THE PROBLEM -> Output exactly the lines below, starting with the line that has "repository 50b6791822db6fcb" and going on through the line that has "#[derive(Debug, Clone)]", both included, and no other lines.

(Stored items)
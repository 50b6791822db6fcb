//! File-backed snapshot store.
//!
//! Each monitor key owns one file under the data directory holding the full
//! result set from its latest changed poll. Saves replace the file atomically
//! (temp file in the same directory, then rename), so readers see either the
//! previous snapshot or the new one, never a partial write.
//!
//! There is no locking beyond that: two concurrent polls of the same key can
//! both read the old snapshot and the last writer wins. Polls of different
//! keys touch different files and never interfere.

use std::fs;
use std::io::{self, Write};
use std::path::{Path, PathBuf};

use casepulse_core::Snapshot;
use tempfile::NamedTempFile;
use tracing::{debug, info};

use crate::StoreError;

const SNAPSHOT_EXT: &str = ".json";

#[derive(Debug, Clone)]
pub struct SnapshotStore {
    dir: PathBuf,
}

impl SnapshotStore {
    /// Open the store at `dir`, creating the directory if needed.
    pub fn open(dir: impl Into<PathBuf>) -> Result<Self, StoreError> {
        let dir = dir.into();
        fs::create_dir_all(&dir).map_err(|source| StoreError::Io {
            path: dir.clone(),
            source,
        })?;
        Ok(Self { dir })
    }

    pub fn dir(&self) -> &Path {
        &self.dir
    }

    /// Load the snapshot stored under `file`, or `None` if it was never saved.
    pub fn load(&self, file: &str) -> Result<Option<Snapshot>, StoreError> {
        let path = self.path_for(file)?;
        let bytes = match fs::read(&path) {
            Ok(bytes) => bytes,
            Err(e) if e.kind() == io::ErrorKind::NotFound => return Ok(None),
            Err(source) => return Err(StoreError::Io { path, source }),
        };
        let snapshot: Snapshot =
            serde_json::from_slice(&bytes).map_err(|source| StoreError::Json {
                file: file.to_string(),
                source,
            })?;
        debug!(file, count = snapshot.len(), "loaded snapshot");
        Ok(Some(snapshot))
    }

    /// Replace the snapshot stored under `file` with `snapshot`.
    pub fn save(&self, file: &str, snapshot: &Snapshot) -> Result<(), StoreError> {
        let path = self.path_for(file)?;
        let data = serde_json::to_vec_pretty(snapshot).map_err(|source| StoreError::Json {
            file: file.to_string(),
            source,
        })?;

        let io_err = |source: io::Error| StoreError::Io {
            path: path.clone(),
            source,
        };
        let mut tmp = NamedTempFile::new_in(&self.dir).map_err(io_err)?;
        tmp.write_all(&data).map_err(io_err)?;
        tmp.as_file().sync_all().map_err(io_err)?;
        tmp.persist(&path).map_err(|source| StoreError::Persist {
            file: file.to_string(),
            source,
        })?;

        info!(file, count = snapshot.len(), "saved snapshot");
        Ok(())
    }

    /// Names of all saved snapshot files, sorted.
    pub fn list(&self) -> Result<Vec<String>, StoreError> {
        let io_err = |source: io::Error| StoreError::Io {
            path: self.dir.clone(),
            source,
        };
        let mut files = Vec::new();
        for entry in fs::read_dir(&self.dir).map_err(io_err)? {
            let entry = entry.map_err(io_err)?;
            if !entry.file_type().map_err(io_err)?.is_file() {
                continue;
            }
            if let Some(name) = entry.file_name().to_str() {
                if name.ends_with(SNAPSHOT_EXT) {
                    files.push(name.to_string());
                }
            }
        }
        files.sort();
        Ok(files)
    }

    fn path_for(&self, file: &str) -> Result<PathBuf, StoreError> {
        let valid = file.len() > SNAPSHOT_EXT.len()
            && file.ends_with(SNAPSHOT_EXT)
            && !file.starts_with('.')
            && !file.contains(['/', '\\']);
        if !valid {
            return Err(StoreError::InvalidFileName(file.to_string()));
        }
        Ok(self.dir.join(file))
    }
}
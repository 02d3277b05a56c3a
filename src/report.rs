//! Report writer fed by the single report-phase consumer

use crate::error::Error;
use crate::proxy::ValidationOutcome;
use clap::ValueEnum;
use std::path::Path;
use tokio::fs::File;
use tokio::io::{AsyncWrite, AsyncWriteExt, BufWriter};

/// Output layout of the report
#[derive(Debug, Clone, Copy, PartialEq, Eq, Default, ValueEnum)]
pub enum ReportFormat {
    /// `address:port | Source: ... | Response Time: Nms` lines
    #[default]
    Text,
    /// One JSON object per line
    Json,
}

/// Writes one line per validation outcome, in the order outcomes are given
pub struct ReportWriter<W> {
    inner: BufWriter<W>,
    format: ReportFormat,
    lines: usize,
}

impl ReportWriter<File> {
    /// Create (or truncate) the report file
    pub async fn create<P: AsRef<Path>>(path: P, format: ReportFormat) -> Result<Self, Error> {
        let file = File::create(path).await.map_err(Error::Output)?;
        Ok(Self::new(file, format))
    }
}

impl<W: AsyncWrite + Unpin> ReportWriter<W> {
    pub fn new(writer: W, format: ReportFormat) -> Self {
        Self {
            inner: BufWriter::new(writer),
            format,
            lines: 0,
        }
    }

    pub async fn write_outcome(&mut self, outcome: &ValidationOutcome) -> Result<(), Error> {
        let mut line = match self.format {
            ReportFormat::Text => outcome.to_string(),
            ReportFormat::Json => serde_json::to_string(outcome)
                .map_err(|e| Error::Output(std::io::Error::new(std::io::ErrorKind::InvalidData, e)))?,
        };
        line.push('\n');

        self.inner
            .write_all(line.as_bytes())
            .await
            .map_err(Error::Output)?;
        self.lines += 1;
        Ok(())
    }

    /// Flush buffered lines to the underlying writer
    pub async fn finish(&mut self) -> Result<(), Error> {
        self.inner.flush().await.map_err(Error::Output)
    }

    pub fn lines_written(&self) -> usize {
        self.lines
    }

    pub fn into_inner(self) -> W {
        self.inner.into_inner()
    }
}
* * *
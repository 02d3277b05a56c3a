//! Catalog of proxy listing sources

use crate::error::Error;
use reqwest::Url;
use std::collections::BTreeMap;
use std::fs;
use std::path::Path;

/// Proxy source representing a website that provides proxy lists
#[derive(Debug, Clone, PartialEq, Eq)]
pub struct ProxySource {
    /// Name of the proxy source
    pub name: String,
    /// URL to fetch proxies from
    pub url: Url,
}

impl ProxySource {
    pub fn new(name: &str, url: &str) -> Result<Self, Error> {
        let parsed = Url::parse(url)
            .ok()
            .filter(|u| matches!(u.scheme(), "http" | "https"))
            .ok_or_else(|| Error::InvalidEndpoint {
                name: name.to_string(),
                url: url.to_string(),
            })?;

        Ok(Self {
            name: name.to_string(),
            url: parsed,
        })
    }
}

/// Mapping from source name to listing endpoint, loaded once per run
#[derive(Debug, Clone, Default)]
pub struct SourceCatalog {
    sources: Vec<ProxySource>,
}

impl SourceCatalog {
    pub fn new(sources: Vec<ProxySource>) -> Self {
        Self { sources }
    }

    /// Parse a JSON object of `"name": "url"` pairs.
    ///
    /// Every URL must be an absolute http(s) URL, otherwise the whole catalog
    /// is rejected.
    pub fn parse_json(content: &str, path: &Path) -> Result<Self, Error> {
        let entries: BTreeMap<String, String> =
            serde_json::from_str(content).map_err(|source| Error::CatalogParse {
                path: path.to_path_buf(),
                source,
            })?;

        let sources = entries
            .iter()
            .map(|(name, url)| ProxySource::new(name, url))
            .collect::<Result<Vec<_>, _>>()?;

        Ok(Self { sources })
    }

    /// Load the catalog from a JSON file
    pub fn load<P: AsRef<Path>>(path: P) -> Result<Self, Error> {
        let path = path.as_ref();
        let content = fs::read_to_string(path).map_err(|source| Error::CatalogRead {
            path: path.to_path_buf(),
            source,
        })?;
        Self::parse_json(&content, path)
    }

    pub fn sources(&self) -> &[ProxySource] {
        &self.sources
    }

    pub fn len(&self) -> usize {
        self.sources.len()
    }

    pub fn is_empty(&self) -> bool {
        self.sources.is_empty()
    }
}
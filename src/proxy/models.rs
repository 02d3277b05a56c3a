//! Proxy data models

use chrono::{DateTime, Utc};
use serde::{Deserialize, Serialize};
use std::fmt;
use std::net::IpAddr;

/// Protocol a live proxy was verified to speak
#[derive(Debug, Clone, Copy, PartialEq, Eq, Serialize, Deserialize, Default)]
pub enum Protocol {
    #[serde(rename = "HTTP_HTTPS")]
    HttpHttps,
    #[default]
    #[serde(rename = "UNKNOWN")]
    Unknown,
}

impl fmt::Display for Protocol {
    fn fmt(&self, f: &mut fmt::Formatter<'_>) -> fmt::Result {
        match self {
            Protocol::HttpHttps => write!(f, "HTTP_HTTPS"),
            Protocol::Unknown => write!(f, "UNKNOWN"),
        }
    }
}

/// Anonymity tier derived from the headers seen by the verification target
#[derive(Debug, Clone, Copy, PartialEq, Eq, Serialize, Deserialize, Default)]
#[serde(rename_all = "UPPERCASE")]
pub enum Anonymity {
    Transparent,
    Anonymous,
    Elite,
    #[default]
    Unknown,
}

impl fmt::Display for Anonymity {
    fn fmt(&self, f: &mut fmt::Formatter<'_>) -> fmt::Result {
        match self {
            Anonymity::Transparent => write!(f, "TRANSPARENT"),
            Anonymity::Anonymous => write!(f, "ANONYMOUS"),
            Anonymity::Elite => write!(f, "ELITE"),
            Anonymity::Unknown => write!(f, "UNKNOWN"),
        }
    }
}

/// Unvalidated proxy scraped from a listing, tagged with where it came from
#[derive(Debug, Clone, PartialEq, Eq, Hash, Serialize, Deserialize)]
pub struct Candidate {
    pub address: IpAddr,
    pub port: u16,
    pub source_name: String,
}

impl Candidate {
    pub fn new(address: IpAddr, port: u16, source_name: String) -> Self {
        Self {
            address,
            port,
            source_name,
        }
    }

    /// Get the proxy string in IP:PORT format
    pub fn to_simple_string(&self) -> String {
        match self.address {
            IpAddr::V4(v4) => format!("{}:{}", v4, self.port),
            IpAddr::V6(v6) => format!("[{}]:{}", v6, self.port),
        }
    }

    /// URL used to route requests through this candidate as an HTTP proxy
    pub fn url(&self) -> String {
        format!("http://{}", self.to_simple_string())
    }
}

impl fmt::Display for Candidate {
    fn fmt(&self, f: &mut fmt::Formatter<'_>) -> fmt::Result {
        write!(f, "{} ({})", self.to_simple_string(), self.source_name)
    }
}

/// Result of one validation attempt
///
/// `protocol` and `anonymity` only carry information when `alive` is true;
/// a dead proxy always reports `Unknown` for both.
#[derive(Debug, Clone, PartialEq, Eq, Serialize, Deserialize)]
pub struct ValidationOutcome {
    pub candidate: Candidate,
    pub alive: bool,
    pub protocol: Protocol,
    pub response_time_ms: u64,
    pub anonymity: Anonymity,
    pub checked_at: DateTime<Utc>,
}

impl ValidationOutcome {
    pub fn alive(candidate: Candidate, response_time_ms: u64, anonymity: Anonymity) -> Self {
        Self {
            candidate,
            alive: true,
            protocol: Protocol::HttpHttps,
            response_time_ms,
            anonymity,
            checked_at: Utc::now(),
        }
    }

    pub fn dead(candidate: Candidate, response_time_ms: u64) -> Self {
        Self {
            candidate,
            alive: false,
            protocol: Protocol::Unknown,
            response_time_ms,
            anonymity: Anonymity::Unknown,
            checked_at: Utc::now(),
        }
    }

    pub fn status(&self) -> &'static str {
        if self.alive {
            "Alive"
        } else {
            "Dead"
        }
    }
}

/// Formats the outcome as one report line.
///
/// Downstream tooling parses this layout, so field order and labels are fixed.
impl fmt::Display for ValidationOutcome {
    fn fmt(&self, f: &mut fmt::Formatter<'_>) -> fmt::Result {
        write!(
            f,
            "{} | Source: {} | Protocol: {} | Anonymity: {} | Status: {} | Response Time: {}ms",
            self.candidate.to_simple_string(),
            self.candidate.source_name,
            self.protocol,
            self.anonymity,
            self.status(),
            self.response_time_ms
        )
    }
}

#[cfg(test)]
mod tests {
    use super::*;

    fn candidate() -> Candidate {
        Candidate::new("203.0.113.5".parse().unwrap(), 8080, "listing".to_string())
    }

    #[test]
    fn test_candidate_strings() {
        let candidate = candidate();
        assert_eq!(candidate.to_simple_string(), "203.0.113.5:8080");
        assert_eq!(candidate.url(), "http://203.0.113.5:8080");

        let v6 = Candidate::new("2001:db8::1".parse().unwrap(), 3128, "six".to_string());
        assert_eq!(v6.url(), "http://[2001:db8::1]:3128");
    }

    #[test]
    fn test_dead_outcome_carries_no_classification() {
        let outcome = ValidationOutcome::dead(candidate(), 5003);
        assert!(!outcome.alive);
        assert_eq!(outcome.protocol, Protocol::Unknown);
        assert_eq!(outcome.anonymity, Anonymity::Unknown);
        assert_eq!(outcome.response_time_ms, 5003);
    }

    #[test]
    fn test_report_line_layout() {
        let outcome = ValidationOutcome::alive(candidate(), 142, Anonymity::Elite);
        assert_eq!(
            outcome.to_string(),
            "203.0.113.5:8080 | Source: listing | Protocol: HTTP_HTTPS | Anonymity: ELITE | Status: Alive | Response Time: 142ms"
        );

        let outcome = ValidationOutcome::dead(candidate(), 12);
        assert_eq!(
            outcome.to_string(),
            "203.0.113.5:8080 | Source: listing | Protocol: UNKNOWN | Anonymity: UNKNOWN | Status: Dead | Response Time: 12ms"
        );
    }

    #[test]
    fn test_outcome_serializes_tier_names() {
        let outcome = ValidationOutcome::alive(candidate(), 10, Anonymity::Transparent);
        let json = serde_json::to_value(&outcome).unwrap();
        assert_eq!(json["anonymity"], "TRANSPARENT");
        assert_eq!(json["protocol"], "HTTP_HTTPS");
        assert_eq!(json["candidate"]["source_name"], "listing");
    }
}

WRITTEN ANSWER ->
repository 50b6791822db6fcb
//! File-backed snapshot store.
//!
//! Each monitor key owns one file under the data directory holding the full
//! result set from its latest changed poll. Saves replace the file atomically
//! (temp file in the same directory, then rename), so readers see either the
//! previous snapshot or the new one, never a partial write.
//!
//! There is no locking beyond that: two concurrent polls of the same key can
//! both read the old snapshot and the last writer wins. Polls of different
//! keys touch different files and never interfere.

use std::fs;
use std::io::{self, Write};
use std::path::{Path, PathBuf};

use casepulse_core::Snapshot;
use tempfile::NamedTempFile;
use tracing::{debug, info};

use crate::StoreError;

const SNAPSHOT_EXT: &str = ".json";

#[derive(Debug, Clone)]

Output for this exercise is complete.